## TASK TO CARRY OUT
The answer is all of the data, repeated exactly.

## EXTRACTED RECORDS
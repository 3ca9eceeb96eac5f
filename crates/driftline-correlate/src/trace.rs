//! Residual trace export
//!
//! One row per sample of every fitted node: time since the first sample in
//! the log and the apparent delay after removing the clock fit. This is the
//! series a jitter chart is drawn from; charting happens elsewhere.

use std::fs::File;
use std::io::{self, BufWriter, Write};
use std::path::Path;

use driftline_core::{DriftlineError, DriftlineResult};
use driftline_journal::SeriesSet;

use crate::Estimates;

/// Header of an exported trace
pub const TRACE_HEADER: &str = "node,t_s,residual_ms";

/// One point of a residual trace
#[derive(Clone, Debug, PartialEq)]
pub struct TracePoint {
    pub node: String,
    /// Seconds since the earliest collector time in the log
    pub t_s: f64,
    pub residual_ms: f64,
}

/// Residuals over time for each fitted node, in log order per node
pub fn residual_trace(series: &SeriesSet, estimates: &Estimates) -> Vec<TracePoint> {
    let t0 = series
        .values()
        .flat_map(|s| s.samples.iter().map(|p| p.collector_time))
        .fold(f64::INFINITY, f64::min);

    let mut points = Vec::new();
    for (node, est) in estimates {
        let Some(node_series) = series.get(node) else {
            continue;
        };
        points.extend(node_series.samples.iter().map(|s| TracePoint {
            node: node.clone(),
            t_s: s.collector_time - t0,
            residual_ms: est.fit.residual(s) * 1000.0,
        }));
    }
    points
}

/// Write trace points as CSV
pub fn write_trace<W: Write>(out: W, points: &[TracePoint]) -> io::Result<()> {
    let mut out = BufWriter::new(out);
    writeln!(out, "{}", TRACE_HEADER)?;
    for p in points {
        writeln!(out, "{},{:.6},{:.3}", p.node, p.t_s, p.residual_ms)?;
    }
    out.flush()
}

/// Write trace points to a file, replacing it
pub fn export_trace(path: impl AsRef<Path>, points: &[TracePoint]) -> DriftlineResult<()> {
    let path = path.as_ref();
    let err = |e: io::Error| DriftlineError::Output(format!("{}: {}", path.display(), e));
    let file = File::create(path).map_err(err)?;
    write_trace(file, points).map_err(err)
}

#[cfg(test)]
mod tests {
    use super::*;
    use crate::CorrelationEngine;
    use driftline_journal::{NodeSeries, SyncSample};

    fn series_set() -> SeriesSet {
        let mut set = SeriesSet::new();
        set.insert(
            "A".into(),
            NodeSeries {
                samples: (0..6)
                    .map(|i| SyncSample {
                        collector_time: 50.0 + i as f64,
                        device_time: i as f64,
                    })
                    .collect(),
            },
        );
        set.insert(
            "Z".into(),
            NodeSeries {
                samples: vec![SyncSample {
                    collector_time: 49.0,
                    device_time: 0.0,
                }],
            },
        );
        set
    }

    #[test]
    fn test_trace_relative_to_first_sample() {
        let set = series_set();
        let estimates = CorrelationEngine::new().analyze_series(&set);
        let points = residual_trace(&set, &estimates);

        // Z is too short to fit but still defines t0
        assert_eq!(points.len(), 6);
        assert!(points.iter().all(|p| p.node == "A"));
        assert_eq!(points[0].t_s, 1.0);
        assert_eq!(points[5].t_s, 6.0);
        assert!(points.iter().all(|p| p.residual_ms.abs() < 1e-9));
    }

    #[test]
    fn test_write_trace() {
        let points = vec![TracePoint {
            node: "A".into(),
            t_s: 1.5,
            residual_ms: -0.25,
        }];
        let mut out = Vec::new();
        write_trace(&mut out, &points).unwrap();
        assert_eq!(
            String::from_utf8(out).unwrap(),
            "node,t_s,residual_ms\nA,1.500000,-0.250\n"
        );
    }

    #[test]
    fn test_export_trace_file() {
        let dir = tempfile::tempdir().unwrap();
        let path = dir.path().join("trace.csv");
        export_trace(&path, &[]).unwrap();
        assert_eq!(std::fs::read_to_string(&path).unwrap(), "node,t_s,residual_ms\n");
    }
}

## ANSWER FOR THE TASK
repository 3ca9eceeb96eac5f
filename crates/driftline-correlate/src/trace.rs
//! Residual trace export
//!
//! One row per sample of every fitted node: time since the first sample in
//! the log and the apparent delay after removing the clock fit. This is the
//! series a jitter chart is drawn from; charting happens elsewhere.

use std::fs::File;
use std::io::{self, BufWriter, Write};
use std::path::Path;

use driftline_core::{DriftlineError, DriftlineResult};
use driftline_journal::SeriesSet;

use crate::Estimates;

/// Header of an exported trace
pub const TRACE_HEADER: &str = "node,t_s,residual_ms";

/// One point of a residual trace
#[derive(Clone, Debug, PartialEq)]
pub struct TracePoint {
    pub node: String,
    /// Seconds since the earliest collector time in the log
    pub t_s: f64,
    pub residual_ms: f64,
}

/// Residuals over time for each fitted node, in log order per node
pub fn residual_trace(series: &SeriesSet, estimates: &Estimates) -> Vec<TracePoint> {
    let t0 = series
        .values()
        .flat_map(|s| s.samples.iter().map(|p| p.collector_time))
        .fold(f64::INFINITY, f64::min);

    let mut points = Vec::new();
    for (node, est) in estimates {
        let Some(node_series) = series.get(node) else {
            continue;
        };
        points.extend(node_series.samples.iter().map(|s| TracePoint {
            node: node.clone(),
            t_s: s.collector_time - t0,
            residual_ms: est.fit.residual(s) * 1000.0,
        }));
    }
    points
}

/// Write trace points as CSV
pub fn write_trace<W: Write>(out: W, points: &[TracePoint]) -> io::Result<()> {
    let mut out = BufWriter::new(out);
    writeln!(out, "{}", TRACE_HEADER)?;
    for p in points {
        writeln!(out, "{},{:.6},{:.3}", p.node, p.t_s, p.residual_ms)?;
    }
    out.flush()
}

/// Write trace points to a file, replacing it
pub fn export_trace(path: impl AsRef<Path>, points: &[TracePoint]) -> DriftlineResult<()> {
    let path = path.as_ref();
    let err = |e: io::Error| DriftlineError::Output(format!("{}: {}", path.display(), e));
    let file = File::create(path).map_err(err)?;
    write_trace(file, points).map_err(err)
}

#[cfg(test)]
mod tests {
    use super::*;
    use crate::CorrelationEngine;
    use driftline_journal::{NodeSeries, SyncSample};

    fn series_set() -> SeriesSet {
        let mut set = SeriesSet::new();
        set.insert(
            "A".into(),
            NodeSeries {
                samples: (0..6)
                    .map(|i| SyncSample {
                        collector_time: 50.0 + i as f64,
                        device_time: i as f64,
                    })
                    .collect(),
            },
        );
        set.insert(
            "Z".into(),
            NodeSeries {
                samples: vec![SyncSample {
                    collector_time: 49.0,
                    device_time: 0.0,
                }],
            },
        );
        set
    }

    #[test]
    fn test_trace_relative_to_first_sample() {
        let set = series_set();
        let estimates = CorrelationEngine::new().analyze_series(&set);
        let points = residual_trace(&set, &estimates);

        // Z is too short to fit but still defines t0
        assert_eq!(points.len(), 6);
        assert!(points.iter().all(|p| p.node == "A"));
        assert_eq!(points[0].t_s, 1.0);
        assert_eq!(points[5].t_s, 6.0);
        assert!(points.iter().all(|p| p.residual_ms.abs() < 1e-9));
    }

    #[test]
    fn test_write_trace() {
        let points = vec![TracePoint {
            node: "A".into(),
            t_s: 1.5,
            residual_ms: -0.25,
        }];
        let mut out = Vec::new();
        write_trace(&mut out, &points).unwrap();
        assert_eq!(
            String::from_utf8(out).unwrap(),
            "node,t_s,residual_ms\nA,1.500000,-0.250\n"
        );
    }

    #[test]
    fn test_export_trace_file() {
        let dir = tempfile::tempdir().unwrap();
        let path = dir.path().join("trace.csv");
        export_trace(&path, &[]).unwrap();
        assert_eq!(std::fs::read_to_string(&path).unwrap(), "node,t_s,residual_ms\n");
    }
}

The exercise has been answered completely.